One problem for the investigation of tree-line dynamics is that most mountain systems of temperate climatic zones are exposed to anthropogenic disturbances. A good example is the European Alps, where chronic human impacts, such as tree fellings, dry wood and litter utilisation, and forest grazing, have long affected forest and landscape structure, dating back to pre-Roman times (Welten 1982, Haas and Rasmussen 1993, Burga and Perret 1998).

Therefore, investigations of the effects of climate change on tree-line ecotones of mountain ranges such as the Alps are complicated, and direct human influences are superimposed on climate-related processes.

Other mountain systems of Eurasia, such as the South and North Urals, are much more suitable for investigating climate induced processes, because many mountain forests in these areas have never been disturbed by extended human activities and have never been exposed to regional air pollution.
In a recently finished INTAS-project (2001-0052) the spatio-temporal dynamics of the upper treeline and the implications for carbon sequestration in the Southern parts of the Urals and in the Polar Urals along altitudinal gradients have been analyzed. The comparison of repeated landscape and aerial photographs and repeated mapping of stand structures clearly showed vigorous tree regeneration and a considerable increase of treeline elevation in the South and North Urals (Moiseev & Shiyatov, 2003; Shiyatov 2003; Moiseev et al. 2004).

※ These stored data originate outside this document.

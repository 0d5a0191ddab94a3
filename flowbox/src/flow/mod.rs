// Copyright 2025 the Flowbox Authors
// SPDX-License-Identifier: Apache-2.0 OR MIT

//! Flowing content into rows.
//!
//! A flow is a vertical box whose children are rows. Its content lives in a logical
//! pool of views that is never painted directly; each layout pass fills rows from the
//! pool, breaking views where a row runs out of room. Pool members placed whole are
//! reparented into a row and returned to the pool when the rows are rebuilt.

mod paragraph;
mod strategy;

use core::ops::Range;

use hashbrown::HashSet;
use layout_primitives::{Axis, BreakWeight, Justification, SizeRequirements};

use crate::LayoutConfig;
use crate::bidi::Bidi;
use crate::boxes::{BoxNode, MinorLayout};
use crate::tree::{NodeKind, ViewId, ViewTree};
use crate::view::{PreferenceChange, TabStops, ViewRef};
use crate::Result;

pub use paragraph::{ParagraphFactory, ParagraphView};

/// Paragraph formatting applied while flowing rows.
#[derive(Clone, Copy, PartialEq, Debug)]
pub struct FlowFormat {
    /// Left inset of the first row.
    pub first_line_indent: f32,
    /// Extra space below each row as a fraction of its height.
    pub line_spacing: f32,
    /// Row alignment.
    pub justification: Justification,
    /// Tab stops for tab-aware views.
    pub tabs: TabStops,
    /// Largest span reported along the flow axis.
    pub span_limit: i32,
}

impl From<&LayoutConfig> for FlowFormat {
    fn from(config: &LayoutConfig) -> Self {
        Self {
            first_line_indent: config.first_line_indent,
            line_spacing: config.line_spacing,
            justification: config.justification,
            tabs: TabStops::new(config.tab_interval),
            span_limit: config.flow_span_limit,
        }
    }
}

impl Default for FlowFormat {
    fn default() -> Self {
        Self::from(&LayoutConfig::default())
    }
}

#[derive(Debug)]
pub(crate) struct FlowNode {
    /// Vertical box of rows.
    pub(crate) frame: BoxNode,
    pub(crate) pool: Vec<ViewId>,
    pub(crate) pooled: HashSet<ViewId>,
    pub(crate) range: Range<usize>,
    pub(crate) format: FlowFormat,
    pub(crate) bidi: Option<Bidi>,
    /// Span the rows were last flowed to.
    pub(crate) layout_span: i32,
    pub(crate) layout_valid: bool,
}

impl ViewTree {
    /// Adds an empty flow covering the model range `range`.
    pub fn insert_flow(&mut self, range: Range<usize>, format: FlowFormat) -> ViewId {
        self.insert(NodeKind::Flow(FlowNode {
            frame: BoxNode::new(Axis::Y, MinorLayout::Aligned),
            pool: Vec::new(),
            pooled: HashSet::new(),
            range,
            format,
            bidi: None,
            layout_span: i32::MAX,
            layout_valid: false,
        }))
    }

    /// The rows of `flow` from the last layout pass.
    pub fn rows(&self, flow: ViewId) -> &[ViewId] {
        self.children(flow)
    }

    /// The logical pool of `flow`.
    pub fn pool(&self, flow: ViewId) -> &[ViewId] {
        self.flow(flow).map_or(&[], |flow| flow.pool.as_slice())
    }

    /// Replaces `removed` pool views at `index` with `views`.
    ///
    /// Rows are dropped and rebuilt on the next layout.
    pub fn replace_pool(
        &mut self,
        flow: ViewId,
        index: usize,
        removed: usize,
        views: Vec<ViewRef>,
    ) -> Result<()> {
        self.clear_rows(flow)?;
        let added: Vec<ViewId> = views.into_iter().map(|view| self.insert_view(view)).collect();
        let node = self.flow_mut(flow)?;
        let index = index.min(node.pool.len());
        let end = (index + removed).min(node.pool.len());
        let old: Vec<ViewId> = node.pool.splice(index..end, added.iter().copied()).collect();
        for id in &old {
            node.pooled.remove(id);
        }
        node.pooled.extend(added.iter().copied());
        for id in old {
            self.remove(id)?;
        }
        for &id in &added {
            self.set_parent(id, Some(flow));
        }
        self.invalidate_flow(flow)
    }

    /// Replaces the whole pool of `flow`.
    pub fn set_pool(&mut self, flow: ViewId, views: Vec<ViewRef>) -> Result<()> {
        let len = self.pool(flow).len();
        self.replace_pool(flow, 0, len, views)
    }

    /// Sets the model range covered by `flow`.
    pub fn set_flow_range(&mut self, flow: ViewId, range: Range<usize>) -> Result<()> {
        self.flow_mut(flow)?.range = range;
        self.invalidate_flow(flow)
    }

    /// Sets the bidi levels used to clip views to level runs and order rows.
    ///
    /// Levels are indexed from the start of the flow's range.
    pub fn set_bidi(&mut self, flow: ViewId, bidi: Option<Bidi>) -> Result<()> {
        self.flow_mut(flow)?.bidi = bidi;
        self.invalidate_flow(flow)
    }

    /// Replaces the formatting of `flow`.
    pub fn set_format(&mut self, flow: ViewId, format: FlowFormat) -> Result<()> {
        self.flow_mut(flow)?.format = format;
        self.invalidate_flow(flow)
    }

    /// Forces the rows of `flow` to be rebuilt on the next layout.
    pub fn invalidate_flow(&mut self, flow: ViewId) -> Result<()> {
        let node = self.flow_mut(flow)?;
        node.layout_valid = false;
        node.frame.invalidate_all();
        self.preference_changed(flow, PreferenceChange::BOTH);
        Ok(())
    }

    /// Requirements of `flow` along its flow axis, derived from the pool.
    ///
    /// The minimum is the widest stretch of views that cannot break; the preference is
    /// the widest stretch between forced breaks.
    pub(crate) fn pool_requirements(&mut self, flow: ViewId) -> SizeRequirements {
        let Ok(node) = self.flow(flow) else {
            return SizeRequirements::default();
        };
        let limit = node.format.span_limit;
        let pool = node.pool.clone();
        let (mut stretch, mut min) = (0.0_f32, 0.0_f32);
        let (mut segment, mut widest) = (0.0_f32, 0.0_f32);
        for view in pool {
            let span = self.preferred_span(view, Axis::X);
            let weight = self.break_weight(view, Axis::X, 0.0, f32::MAX);
            if weight == BreakWeight::BAD {
                stretch += span;
            } else {
                min = min.max(stretch);
                stretch = 0.0;
            }
            segment += span;
            if weight.is_forced() {
                widest = widest.max(segment);
                segment = 0.0;
            }
        }
        min = min.max(stretch);
        widest = widest.max(segment);
        #[expect(clippy::cast_possible_truncation, reason = "spans are whole pixels")]
        let (min, pref) = (min as i32, widest as i32);
        SizeRequirements::new(min, pref.max(min), limit, 0.5)
    }

    /// Sizes `flow`, reflowing its rows first when the span changed or the rows are stale.
    pub(crate) fn layout_flow_to(&mut self, flow: ViewId, width: i32, height: i32) -> Result<()> {
        let node = self.flow_mut(flow)?;
        let span = width.saturating_sub(node.frame.insets.span(Axis::X));
        if node.layout_span != span {
            node.layout_span = span;
            node.layout_valid = false;
        }
        if !node.layout_valid {
            #[expect(clippy::cast_possible_truncation, reason = "spans are whole pixels")]
            let before = self.preferred_span(flow, Axis::Y) as i32;
            self.layout_flow(flow)?;
            #[expect(clippy::cast_possible_truncation, reason = "spans are whole pixels")]
            let after = self.preferred_span(flow, Axis::Y) as i32;
            if before != after {
                self.preference_changed(flow, PreferenceChange::along(Axis::Y));
            }
        }
        self.layout_box(flow, width, height)
    }

    pub(crate) fn is_pooled(&self, flow: ViewId, id: ViewId) -> bool {
        self.flow(flow).is_ok_and(|node| node.pooled.contains(&id))
    }

    /// Hands a view that left a row back to the pool, or drops it if it was a fragment.
    pub(crate) fn release(&mut self, flow: ViewId, id: ViewId) -> Result<()> {
        if self.is_pooled(flow, id) {
            self.set_parent(id, Some(flow));
            Ok(())
        } else {
            self.remove(id)
        }
    }

    /// Drops every row, returning pool members to the pool.
    pub(crate) fn clear_rows(&mut self, flow: ViewId) -> Result<()> {
        let node = self.flow_mut(flow)?;
        let rows = core::mem::take(&mut node.frame.children);
        node.frame.invalidate_all();
        for row in rows {
            let children = self
                .frame_mut(row)
                .map(|frame| core::mem::take(&mut frame.children))
                .unwrap_or_default();
            for child in children {
                self.release(flow, child)?;
            }
            self.remove(row)?;
        }
        Ok(())
    }
}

It was revealed that during the last century, a ‘filling-in’ process at the former upper treeline took place, and the upper limits of open and closed forests shifted upward by as much as 60-80 m of altitude, corresponding to an advance of up to 500-900 m horizontally on gentle slopes (Shiyatov 2003; Shiyatov et al. 2005; Van der Meer et al. 2004).

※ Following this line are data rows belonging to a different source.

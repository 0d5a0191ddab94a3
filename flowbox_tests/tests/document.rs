// Copyright 2025 the Flowbox Authors
// SPDX-License-Identifier: Apache-2.0 OR MIT

//! Document edit events.

use flowbox::{Document, ElementChange, EventKind, RunChange, RunStyle};

fn texts(doc: &Document) -> Vec<String> {
    let state = doc.read();
    (0..state.paragraph_count())
        .map(|i| state.paragraph_text(i).iter().collect())
        .collect()
}

#[test]
fn document_insert_reports_split_paragraphs() {
    let doc = Document::new("one\ntwo\nthree\n");
    let event = doc.insert_string(1, "x\ny").unwrap();
    assert_eq!(event.kind, EventKind::Insert);
    assert_eq!((event.offset, event.length), (1, 3));
    assert_eq!(
        event.paragraph_change,
        Some(ElementChange {
            index: 0,
            removed: 1,
            added: 2
        })
    );
    assert_eq!(event.paragraphs, 0..2);
    assert_eq!(texts(&doc), ["ox\n", "yne\n", "two\n", "three\n"]);
}

#[test]
fn document_remove_across_paragraphs_merges_them() {
    let doc = Document::new("ab\ncd\nef\n");
    let event = doc.remove(1, 4).unwrap();
    assert_eq!(event.kind, EventKind::Remove);
    assert_eq!(
        event.paragraph_change,
        Some(ElementChange {
            index: 0,
            removed: 2,
            added: 1
        })
    );
    assert_eq!(texts(&doc), ["a\n", "ef\n"]);
    assert_eq!(doc.read().paragraph(1).unwrap().range(), 2..5);
}

#[test]
fn document_restyle_reports_runs_per_paragraph() {
    let doc = Document::new("ab\ncd\n");
    let style = RunStyle {
        scale: 2.0,
        ..RunStyle::default()
    };
    let event = doc.set_run_style(1, 3, style).unwrap();
    assert_eq!(event.kind, EventKind::Change);
    assert_eq!(event.paragraph_change, None);
    assert_eq!(event.paragraphs, 0..2);
    assert_eq!(
        event.run_changes,
        [
            RunChange {
                paragraph: 0,
                change: ElementChange {
                    index: 0,
                    removed: 1,
                    added: 2
                }
            },
            RunChange {
                paragraph: 1,
                change: ElementChange {
                    index: 0,
                    removed: 1,
                    added: 2
                }
            },
        ]
    );
    let state = doc.read();
    assert_eq!(state.paragraph(1).unwrap().runs()[0].range(), 3..4);
    assert_eq!(state.paragraph(1).unwrap().runs()[0].style().scale, 2.0);
}

#[test]
fn document_paragraph_lookup_clamps_to_the_last() {
    let doc = Document::new("ab\ncd");
    let state = doc.read();
    assert_eq!(state.len(), 6);
    assert_eq!(state.paragraph_index(0), 0);
    assert_eq!(state.paragraph_index(2), 0);
    assert_eq!(state.paragraph_index(3), 1);
    assert_eq!(state.paragraph_index(50), 1);
}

Since the Ural highlands are not influenced by humans, the upward shift of the treeline can most likely be attributed to the observed climate warming: climate records over the last 150 years were analyzed, showing that winter and spring temperatures increased by 1.5-2.5°C in the South and Polar Ural mountains with consequences for tree establishment and tree growth (Shiyatov & Mazepa, 2002; Moiseev & Shiyatov, 2003; Moiseev et al. 2004; Van der Meer et al. 2004). Beside this general forcing of temperature on tree growth, research gaps still exist on the specific functioning of the regeneration dynamics which is central for a successful shift of treelines. What climatic factors are limiting e.g. seed production, seedling germination and sapling survival? Based on dendroecological analysis, it was hypothesized that temperatures during the two years before germination are crucial for flowering, seed production and ripening in the South Urals (Moiseev et al. 2004). During the first years of seedling growth drought can also be limiting on semidry sites. High snow cover during the first years up to decades is protecting the seedling and sapling from extreme frost and abrasion by ice crystals. So far, it could be only indirectly infer from climate-tree growth relationship on limiting factors.
The upward shift of the tree-line and the increase of the density of these forests has implications for biodiversity. Preliminary estimations suggest that the total tundra area in the South Urals has decreased by 10-30% over the last century. During the same period, average surface temperatures have risen by about 1- 1.5°C. If temperature in the next 100 years will further increase (IPCC 2001), we expect a complete disappearance of the mountain tundra vegetation on 7 out of 16 summits. For the whole South Ural highlands, the mountain tundra vegetation would be reduced by 40- 70% with negative consequences for biodiversity.